Background Familial dyskinesia with facial myokymia (FDFM) is an autosomal dominant disorder that is exacerbated by anxiety. In a 5-generation family of German ancestry, we previously mapped FDFM to chromosome band 3p21-3q21. The 72.5-Mb linkage region was too large for traditional positional mutation identification.
Objective To identify the gene responsible for FDFM by exome resequencing of a single affected individual.
Participants We performed whole exome sequencing in 1 affected individual and used a series of bioinformatic filters, including functional significance and presence in dbSNP or the 1000 Genomes Project, to reduce the number of candidate variants. Co-segregation analysis was performed in 15 additional individuals in 3 generations.
Main Outcome Measures Unique DNA variants in the linkage region that co-segregate with FDFM.
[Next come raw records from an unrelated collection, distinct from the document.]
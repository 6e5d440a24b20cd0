//! Campaign composite flows

mod common;

use bison_core::clients::HttpMethod;
use bison_core::workflow::{DependentStep, MemoryObserver, NodeExecutor};
use bison_core::{OutputItem, Result, StaticParameters};
use common::{params, MockTransport};
use serde_json::{json, Value};
use std::sync::Arc;

fn create_params(overrides: Value) -> StaticParameters {
    let mut base = json!({
        "resource": "campaign",
        "operation": "create",
        "name": "Q3 Outreach",
        "subject": "Quick question",
        "emailContent": "<p>Hi {{first_name}}</p>",
        "senderEmails": [11, 12],
        "fromName": "Sales",
    });
    if let (Some(base), Some(overrides)) = (base.as_object_mut(), overrides.as_object()) {
        for (k, v) in overrides {
            base.insert(k.clone(), v.clone());
        }
    }
    params(base)
}

fn created_campaign() -> MockTransport {
    MockTransport::new().with_response(
        HttpMethod::Post,
        "/campaigns",
        json!({"data": {"id": 77, "name": "Q3 Outreach", "status": "draft"}}),
    )
}

async fn run(
    transport: &Arc<MockTransport>,
    input: &StaticParameters,
) -> (Result<Vec<OutputItem>>, Arc<MemoryObserver>) {
    let observer = Arc::new(MemoryObserver::new());
    let result = NodeExecutor::new(transport.clone())
        .with_observer(observer.clone())
        .execute(input, 1)
        .await;
    (result, observer)
}

#[tokio::test]
async fn test_create_runs_all_three_calls_in_order() {
    let transport = Arc::new(
        created_campaign()
            .with_response(
                HttpMethod::Post,
                "/campaigns/77/attach-sender-emails",
                json!({"data": {}}),
            )
            .with_response(
                HttpMethod::Post,
                "/campaigns/v1.1/77/sequence-steps",
                json!({"data": {}}),
            ),
    );

    let (result, observer) = run(&transport, &create_params(json!({}))).await;
    let output = result.unwrap();

    assert_eq!(output.len(), 1);
    assert_eq!(output[0].json["id"], 77);
    assert_eq!(
        transport.calls(),
        vec![
            "POST /campaigns",
            "POST /campaigns/77/attach-sender-emails",
            "POST /campaigns/v1.1/77/sequence-steps",
        ]
    );

    let primary = transport.body_of(0);
    assert_eq!(primary["name"], "Q3 Outreach");
    assert_eq!(primary["html_content"], "<p>Hi {{first_name}}</p>");
    assert_eq!(primary["from_name"], "Sales");
    assert!(primary.get("sender_email_ids").is_none());
    assert!(primary.get("scheduled_at").is_none());

    assert_eq!(transport.body_of(1), json!({"sender_email_ids": [11, 12]}));

    let step = transport.body_of(2);
    assert_eq!(step["title"], "Q3 Outreach sequence");
    assert_eq!(step["sequence_steps"][0]["email_subject"], "Quick question");
    assert_eq!(step["sequence_steps"][0]["order"], 1);
    assert!(observer.dependent_failures().is_empty());
}

#[tokio::test]
async fn test_create_validates_before_any_call() {
    for missing in ["name", "subject", "emailContent"] {
        let transport = Arc::new(created_campaign());
        let (result, _) = run(&transport, &create_params(json!({ missing: "   " }))).await;

        let err = result.unwrap_err();
        assert!(err.is_validation(), "{} should be required", missing);
        assert!(transport.calls().is_empty());
    }
}

#[tokio::test]
async fn test_create_requires_a_sender_email() {
    let transport = Arc::new(created_campaign());
    let (result, _) = run(&transport, &create_params(json!({"senderEmails": "abc, "}))).await;

    let err = result.unwrap_err();
    assert!(err.to_string().contains("sender email ID"));
    assert!(transport.calls().is_empty());
}

#[tokio::test]
async fn test_dependent_failures_still_return_the_campaign() {
    let transport = Arc::new(
        created_campaign()
            .with_failure(
                HttpMethod::Post,
                "/campaigns/77/attach-sender-emails",
                500,
                "Server Error",
            )
            .with_failure(
                HttpMethod::Post,
                "/campaigns/v1.1/77/sequence-steps",
                422,
                "Invalid step",
            ),
    );

    let (result, observer) = run(&transport, &create_params(json!({}))).await;
    let output = result.unwrap();

    assert_eq!(output.len(), 1);
    assert!(!output[0].is_error());
    assert_eq!(output[0].json["status"], "draft");

    let steps: Vec<_> = observer.dependent_failures().into_iter().map(|(_, s, _)| s).collect();
    assert_eq!(
        steps,
        vec![DependentStep::AttachSenderEmails, DependentStep::CreateSequenceStep]
    );
}

#[tokio::test]
async fn test_primary_failure_aborts() {
    let transport = Arc::new(
        MockTransport::new().with_failure(HttpMethod::Post, "/campaigns", 401, "Unauthenticated."),
    );

    let (result, _) = run(&transport, &create_params(json!({}))).await;

    assert_eq!(result.unwrap_err().status(), Some(401));
    assert_eq!(transport.calls(), vec!["POST /campaigns"]);
}

#[tokio::test]
async fn test_scheduled_create_normalizes_the_date() {
    let transport = Arc::new(
        created_campaign()
            .with_response(HttpMethod::Post, "/campaigns/77/attach-sender-emails", json!({}))
            .with_response(HttpMethod::Post, "/campaigns/v1.1/77/sequence-steps", json!({})),
    );

    let input = create_params(json!({
        "scheduleType": "scheduled",
        "scheduledDate": "2026-11-02T08:00:00Z",
        "tags": "3,4",
    }));
    let (result, _) = run(&transport, &input).await;
    result.unwrap();

    let primary = transport.body_of(0);
    assert_eq!(primary["scheduled_at"], "2026-11-02 08:00:00");
    assert_eq!(primary["tags"], json!([3, 4]));
}

#[tokio::test]
async fn test_update_sends_only_supplied_fields() {
    let transport = Arc::new(
        MockTransport::new()
            .with_response(
                HttpMethod::Patch,
                "/campaigns/5",
                json!({"data": {"id": 5, "subject": "New"}}),
            )
            .with_failure(HttpMethod::Post, "/campaigns/5/attach-sender-emails", 500, "down"),
    );

    let input = params(json!({
        "resource": "campaign",
        "operation": "update",
        "campaignId": "5",
        "subject": "New",
        "fromName": "",
        "senderEmails": "21",
    }));
    let (result, observer) = run(&transport, &input).await;
    let output = result.unwrap();

    assert_eq!(output[0].json["subject"], "New");
    assert_eq!(transport.body_of(0), json!({"subject": "New"}));
    assert_eq!(
        transport.calls(),
        vec!["PATCH /campaigns/5", "POST /campaigns/5/attach-sender-emails"]
    );
    assert_eq!(observer.dependent_failures().len(), 1);
}

#[tokio::test]
async fn test_update_without_sender_emails_skips_attachment() {
    let transport = Arc::new(MockTransport::new().with_response(
        HttpMethod::Patch,
        "/campaigns/5",
        json!({"data": {"id": 5}}),
    ));

    let input = params(json!({
        "resource": "campaign",
        "operation": "update",
        "campaignId": 5,
        "name": "Renamed",
    }));
    let (result, _) = run(&transport, &input).await;
    result.unwrap();

    assert_eq!(transport.calls(), vec!["PATCH /campaigns/5"]);
}

#[tokio::test]
async fn test_add_sequence_step_defaults_title_from_campaign() {
    let transport = Arc::new(
        MockTransport::new()
            .with_response(
                HttpMethod::Get,
                "/campaigns/9",
                json!({"data": {"id": 9, "name": "Spring Push"}}),
            )
            .with_response(
                HttpMethod::Post,
                "/campaigns/v1.1/9/sequence-steps",
                json!({"data": {"id": 300}}),
            ),
    );

    let input = params(json!({
        "resource": "campaign",
        "operation": "addSequenceStep",
        "campaignId": "9",
        "emailSubject": "Following up",
        "emailBody": "Any thoughts?",
        "additionalFields": {"threadReply": true},
    }));
    let (result, _) = run(&transport, &input).await;
    let output = result.unwrap();

    assert_eq!(output[0].json["id"], 300);
    let body = transport.body_of(1);
    assert_eq!(body["title"], "Spring Push sequence");
    assert_eq!(
        body["sequence_steps"][0],
        json!({
            "email_subject": "Following up",
            "email_body": "Any thoughts?",
            "wait_in_days": 3,
            "order": 2,
            "variant": false,
            "thread_reply": true,
        })
    );
}

#[tokio::test]
async fn test_add_sequence_step_survives_title_lookup_failure() {
    let transport = Arc::new(
        MockTransport::new()
            .with_failure(HttpMethod::Get, "/campaigns/9", 404, "Record not found.")
            .with_response(
                HttpMethod::Post,
                "/campaigns/v1.1/9/sequence-steps",
                json!({"data": {"id": 301}}),
            ),
    );

    let input = params(json!({
        "resource": "campaign",
        "operation": "addSequenceStep",
        "campaignId": "9",
        "emailSubject": "Bump",
        "emailBody": "Bump",
        "stepOrder": 3,
    }));
    let (result, observer) = run(&transport, &input).await;
    result.unwrap();

    let body = transport.body_of(1);
    assert_eq!(body["title"], "Campaign 9 sequence");
    assert_eq!(body["sequence_steps"][0]["order"], 3);
    assert_eq!(observer.dependent_failures()[0].1, DependentStep::ResolveSequenceTitle);
}

#[tokio::test]
async fn test_delete_many_and_pause() {
    let transport = Arc::new(
        MockTransport::new()
            .with_response(HttpMethod::Delete, "/campaigns/bulk", json!(null))
            .with_response(
                HttpMethod::Patch,
                "/campaigns/4/pause",
                json!({"data": {"id": 4, "status": "paused"}}),
            ),
    );

    let input = params(json!({
        "resource": "campaign",
        "operation": "deleteMany",
        "campaignIds": "1, 2",
    }));
    let (result, _) = run(&transport, &input).await;
    assert_eq!(
        result.unwrap()[0].json,
        json!({"success": true, "campaign_ids": [1, 2]})
    );
    assert_eq!(transport.body_of(0), json!({"campaign_ids": [1, 2]}));

    let input = params(json!({"resource": "campaign", "operation": "pause", "campaignId": "4"}));
    let (result, _) = run(&transport, &input).await;
    assert_eq!(result.unwrap()[0].json["status"], "paused");
}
Results The exome contained 23 428 single-nucleotide variants, of which 9391 were missense, nonsense, or splice site alterations. The critical region contained 323 variants, 5 of which were not present in 1 of the sequence databases. Adenylyl cyclase 5 (ADCY5) was the only gene in which the variant (c.2176G>A) was co-transmitted perfectly with disease status and was not present in 3510 control white exomes. This residue is highly conserved, and the change is nonconservative and predicted to be damaging.
Conclusions ADCY5 is highly expressed in striatum. Mice deficient in Adcy5 develop a movement disorder that is worsened by stress. We conclude that FDFM likely results from a missense mutation in ADCY5. This study demonstrates the power of a single exome sequence combined with linkage information to identify causative genes for rare autosomal dominant mendelian diseases.